- _Problem to solve_
Repeat the records in full, exactly.

- _Data records_
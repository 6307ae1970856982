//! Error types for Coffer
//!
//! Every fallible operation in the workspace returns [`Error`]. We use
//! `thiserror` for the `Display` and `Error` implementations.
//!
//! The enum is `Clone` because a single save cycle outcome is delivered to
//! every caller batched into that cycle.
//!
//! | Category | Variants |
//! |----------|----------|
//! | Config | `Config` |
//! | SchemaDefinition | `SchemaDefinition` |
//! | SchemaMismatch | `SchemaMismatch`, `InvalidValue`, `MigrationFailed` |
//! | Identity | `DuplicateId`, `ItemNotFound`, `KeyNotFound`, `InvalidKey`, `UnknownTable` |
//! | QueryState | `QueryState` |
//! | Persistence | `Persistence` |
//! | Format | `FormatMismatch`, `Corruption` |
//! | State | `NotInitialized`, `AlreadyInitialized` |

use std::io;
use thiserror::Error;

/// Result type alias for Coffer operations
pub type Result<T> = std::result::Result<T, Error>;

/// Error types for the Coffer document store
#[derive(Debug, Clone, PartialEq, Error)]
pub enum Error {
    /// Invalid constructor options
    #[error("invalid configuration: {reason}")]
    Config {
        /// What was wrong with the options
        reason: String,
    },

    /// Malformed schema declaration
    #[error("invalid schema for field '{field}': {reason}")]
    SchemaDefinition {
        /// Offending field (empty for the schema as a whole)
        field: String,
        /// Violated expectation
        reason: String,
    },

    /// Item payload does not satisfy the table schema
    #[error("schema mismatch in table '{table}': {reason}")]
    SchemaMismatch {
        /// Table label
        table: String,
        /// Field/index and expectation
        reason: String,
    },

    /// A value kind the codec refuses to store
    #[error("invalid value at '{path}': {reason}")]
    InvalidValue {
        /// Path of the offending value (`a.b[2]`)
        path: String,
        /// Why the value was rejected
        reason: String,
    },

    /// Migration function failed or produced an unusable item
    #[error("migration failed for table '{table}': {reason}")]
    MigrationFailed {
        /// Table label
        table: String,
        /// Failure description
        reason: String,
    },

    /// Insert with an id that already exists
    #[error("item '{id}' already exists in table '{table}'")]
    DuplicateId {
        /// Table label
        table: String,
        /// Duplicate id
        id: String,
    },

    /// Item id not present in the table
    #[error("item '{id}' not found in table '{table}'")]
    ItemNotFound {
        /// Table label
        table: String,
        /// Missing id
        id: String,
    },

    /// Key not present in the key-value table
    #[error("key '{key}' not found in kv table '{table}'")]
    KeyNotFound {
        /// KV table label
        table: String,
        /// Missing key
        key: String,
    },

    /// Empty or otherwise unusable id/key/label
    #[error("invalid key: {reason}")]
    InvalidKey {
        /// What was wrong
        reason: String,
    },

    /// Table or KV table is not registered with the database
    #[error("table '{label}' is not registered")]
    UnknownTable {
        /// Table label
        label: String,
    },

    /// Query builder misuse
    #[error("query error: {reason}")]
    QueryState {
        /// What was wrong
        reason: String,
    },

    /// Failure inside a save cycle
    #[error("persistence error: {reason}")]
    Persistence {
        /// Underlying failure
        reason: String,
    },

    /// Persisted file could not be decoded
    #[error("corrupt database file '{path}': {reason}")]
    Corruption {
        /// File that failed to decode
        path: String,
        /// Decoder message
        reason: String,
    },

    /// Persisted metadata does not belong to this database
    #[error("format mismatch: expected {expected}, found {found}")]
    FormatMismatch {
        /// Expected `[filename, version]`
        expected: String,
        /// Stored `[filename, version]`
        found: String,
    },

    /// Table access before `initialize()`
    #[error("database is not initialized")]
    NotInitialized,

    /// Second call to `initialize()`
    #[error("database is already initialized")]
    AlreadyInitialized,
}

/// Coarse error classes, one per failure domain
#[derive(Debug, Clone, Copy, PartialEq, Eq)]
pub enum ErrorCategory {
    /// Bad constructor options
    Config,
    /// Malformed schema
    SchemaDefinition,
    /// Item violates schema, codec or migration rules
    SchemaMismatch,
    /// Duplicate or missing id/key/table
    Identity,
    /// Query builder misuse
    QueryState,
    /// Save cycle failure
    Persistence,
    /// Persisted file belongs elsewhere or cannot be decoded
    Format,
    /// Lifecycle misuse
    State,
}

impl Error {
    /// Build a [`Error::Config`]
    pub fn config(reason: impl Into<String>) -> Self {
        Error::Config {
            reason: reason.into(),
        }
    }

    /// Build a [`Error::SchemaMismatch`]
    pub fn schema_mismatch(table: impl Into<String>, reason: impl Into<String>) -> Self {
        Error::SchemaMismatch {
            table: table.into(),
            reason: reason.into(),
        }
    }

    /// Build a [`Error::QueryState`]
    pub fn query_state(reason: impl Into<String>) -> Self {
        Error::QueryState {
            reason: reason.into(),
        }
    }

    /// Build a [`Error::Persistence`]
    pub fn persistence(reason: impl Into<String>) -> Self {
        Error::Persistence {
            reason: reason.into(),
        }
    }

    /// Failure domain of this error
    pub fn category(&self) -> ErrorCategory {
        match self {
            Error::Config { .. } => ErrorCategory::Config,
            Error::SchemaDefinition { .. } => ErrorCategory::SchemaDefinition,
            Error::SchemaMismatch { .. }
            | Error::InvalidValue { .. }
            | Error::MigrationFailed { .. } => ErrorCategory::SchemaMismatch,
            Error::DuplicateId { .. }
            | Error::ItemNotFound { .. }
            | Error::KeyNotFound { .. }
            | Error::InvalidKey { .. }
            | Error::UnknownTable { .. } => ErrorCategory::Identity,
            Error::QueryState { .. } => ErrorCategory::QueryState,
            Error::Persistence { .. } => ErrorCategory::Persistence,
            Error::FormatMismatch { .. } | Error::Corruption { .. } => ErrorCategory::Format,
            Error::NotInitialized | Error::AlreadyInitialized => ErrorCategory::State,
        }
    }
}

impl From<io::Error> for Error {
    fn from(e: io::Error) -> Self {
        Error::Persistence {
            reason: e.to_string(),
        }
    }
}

- _Written answer_
repository 6307ae1970856982
//! Error types for Coffer
//!
//! Every fallible operation in the workspace returns [`Error`]. We use
//! `thiserror` for the `Display` and `Error` implementations.
//!
//! The enum is `Clone` because a single save cycle outcome is delivered to
//! every caller batched into that cycle.
//!
//! | Category | Variants |
//! |----------|----------|
//! | Config | `Config` |
//! | SchemaDefinition | `SchemaDefinition` |
//! | SchemaMismatch | `SchemaMismatch`, `InvalidValue`, `MigrationFailed` |
//! | Identity | `DuplicateId`, `ItemNotFound`, `KeyNotFound`, `InvalidKey`, `UnknownTable` |
//! | QueryState | `QueryState` |
//! | Persistence | `Persistence` |
//! | Format | `FormatMismatch`, `Corruption` |
//! | State | `NotInitialized`, `AlreadyInitialized` |

use std::io;
use thiserror::Error;

/// Result type alias for Coffer operations
pub type Result<T> = std::result::Result<T, Error>;

/// Error types for the Coffer document store
#[derive(Debug, Clone, PartialEq, Error)]
pub enum Error {
    /// Invalid constructor options
    #[error("invalid configuration: {reason}")]
    Config {
        /// What was wrong with the options
        reason: String,
    },

    /// Malformed schema declaration
    #[error("invalid schema for field '{field}': {reason}")]
    SchemaDefinition {
        /// Offending field (empty for the schema as a whole)
        field: String,
        /// Violated expectation
        reason: String,
    },

    /// Item payload does not satisfy the table schema
    #[error("schema mismatch in table '{table}': {reason}")]
    SchemaMismatch {
        /// Table label
        table: String,
        /// Field/index and expectation
        reason: String,
    },

    /// A value kind the codec refuses to store
    #[error("invalid value at '{path}': {reason}")]
    InvalidValue {
        /// Path of the offending value (`a.b[2]`)
        path: String,
        /// Why the value was rejected
        reason: String,
    },

    /// Migration function failed or produced an unusable item
    #[error("migration failed for table '{table}': {reason}")]
    MigrationFailed {
        /// Table label
        table: String,
        /// Failure description
        reason: String,
    },

    /// Insert with an id that already exists
    #[error("item '{id}' already exists in table '{table}'")]
    DuplicateId {
        /// Table label
        table: String,
        /// Duplicate id
        id: String,
    },

    /// Item id not present in the table
    #[error("item '{id}' not found in table '{table}'")]
    ItemNotFound {
        /// Table label
        table: String,
        /// Missing id
        id: String,
    },

    /// Key not present in the key-value table
    #[error("key '{key}' not found in kv table '{table}'")]
    KeyNotFound {
        /// KV table label
        table: String,
        /// Missing key
        key: String,
    },

    /// Empty or otherwise unusable id/key/label
    #[error("invalid key: {reason}")]
    InvalidKey {
        /// What was wrong
        reason: String,
    },

    /// Table or KV table is not registered with the database
    #[error("table '{label}' is not registered")]
    UnknownTable {
        /// Table label
        label: String,
    },

    /// Query builder misuse
    #[error("query error: {reason}")]
    QueryState {
        /// What was wrong
        reason: String,
    },

    /// Failure inside a save cycle
    #[error("persistence error: {reason}")]
    Persistence {
        /// Underlying failure
        reason: String,
    },

    /// Persisted file could not be decoded
    #[error("corrupt database file '{path}': {reason}")]
    Corruption {
        /// File that failed to decode
        path: String,
        /// Decoder message
        reason: String,
    },

    /// Persisted metadata does not belong to this database
    #[error("format mismatch: expected {expected}, found {found}")]
    FormatMismatch {
        /// Expected `[filename, version]`
        expected: String,
        /// Stored `[filename, version]`
        found: String,
    },

    /// Table access before `initialize()`
    #[error("database is not initialized")]
    NotInitialized,

    /// Second call to `initialize()`
    #[error("database is already initialized")]
    AlreadyInitialized,
}

/// Coarse error classes, one per failure domain
#[derive(Debug, Clone, Copy, PartialEq, Eq)]
pub enum ErrorCategory {
    /// Bad constructor options
    Config,
    /// Malformed schema
    SchemaDefinition,
    /// Item violates schema, codec or migration rules
    SchemaMismatch,
    /// Duplicate or missing id/key/table
    Identity,
    /// Query builder misuse
    QueryState,
    /// Save cycle failure
    Persistence,
    /// Persisted file belongs elsewhere or cannot be decoded
    Format,
    /// Lifecycle misuse
    State,
}

impl Error {
    /// Build a [`Error::Config`]
    pub fn config(reason: impl Into<String>) -> Self {
        Error::Config {
            reason: reason.into(),
        }
    }

    /// Build a [`Error::SchemaMismatch`]
    pub fn schema_mismatch(table: impl Into<String>, reason: impl Into<String>) -> Self {
        Error::SchemaMismatch {
            table: table.into(),
            reason: reason.into(),
        }
    }

    /// Build a [`Error::QueryState`]
    pub fn query_state(reason: impl Into<String>) -> Self {
        Error::QueryState {
            reason: reason.into(),
        }
    }

    /// Build a [`Error::Persistence`]
    pub fn persistence(reason: impl Into<String>) -> Self {
        Error::Persistence {
            reason: reason.into(),
        }
    }

    /// Failure domain of this error
    pub fn category(&self) -> ErrorCategory {
        match self {
            Error::Config { .. } => ErrorCategory::Config,
            Error::SchemaDefinition { .. } => ErrorCategory::SchemaDefinition,
            Error::SchemaMismatch { .. }
            | Error::InvalidValue { .. }
            | Error::MigrationFailed { .. } => ErrorCategory::SchemaMismatch,
            Error::DuplicateId { .. }
            | Error::ItemNotFound { .. }
            | Error::KeyNotFound { .. }
            | Error::InvalidKey { .. }
            | Error::UnknownTable { .. } => ErrorCategory::Identity,
            Error::QueryState { .. } => ErrorCategory::QueryState,
            Error::Persistence { .. } => ErrorCategory::Persistence,
            Error::FormatMismatch { .. } | Error::Corruption { .. } => ErrorCategory::Format,
            Error::NotInitialized | Error::AlreadyInitialized => ErrorCategory::State,
        }
    }
}

impl From<io::Error> for Error {
    fn from(e: io::Error) -> Self {
        Error::Persistence {
            reason: e.to_string(),
        }
    }
}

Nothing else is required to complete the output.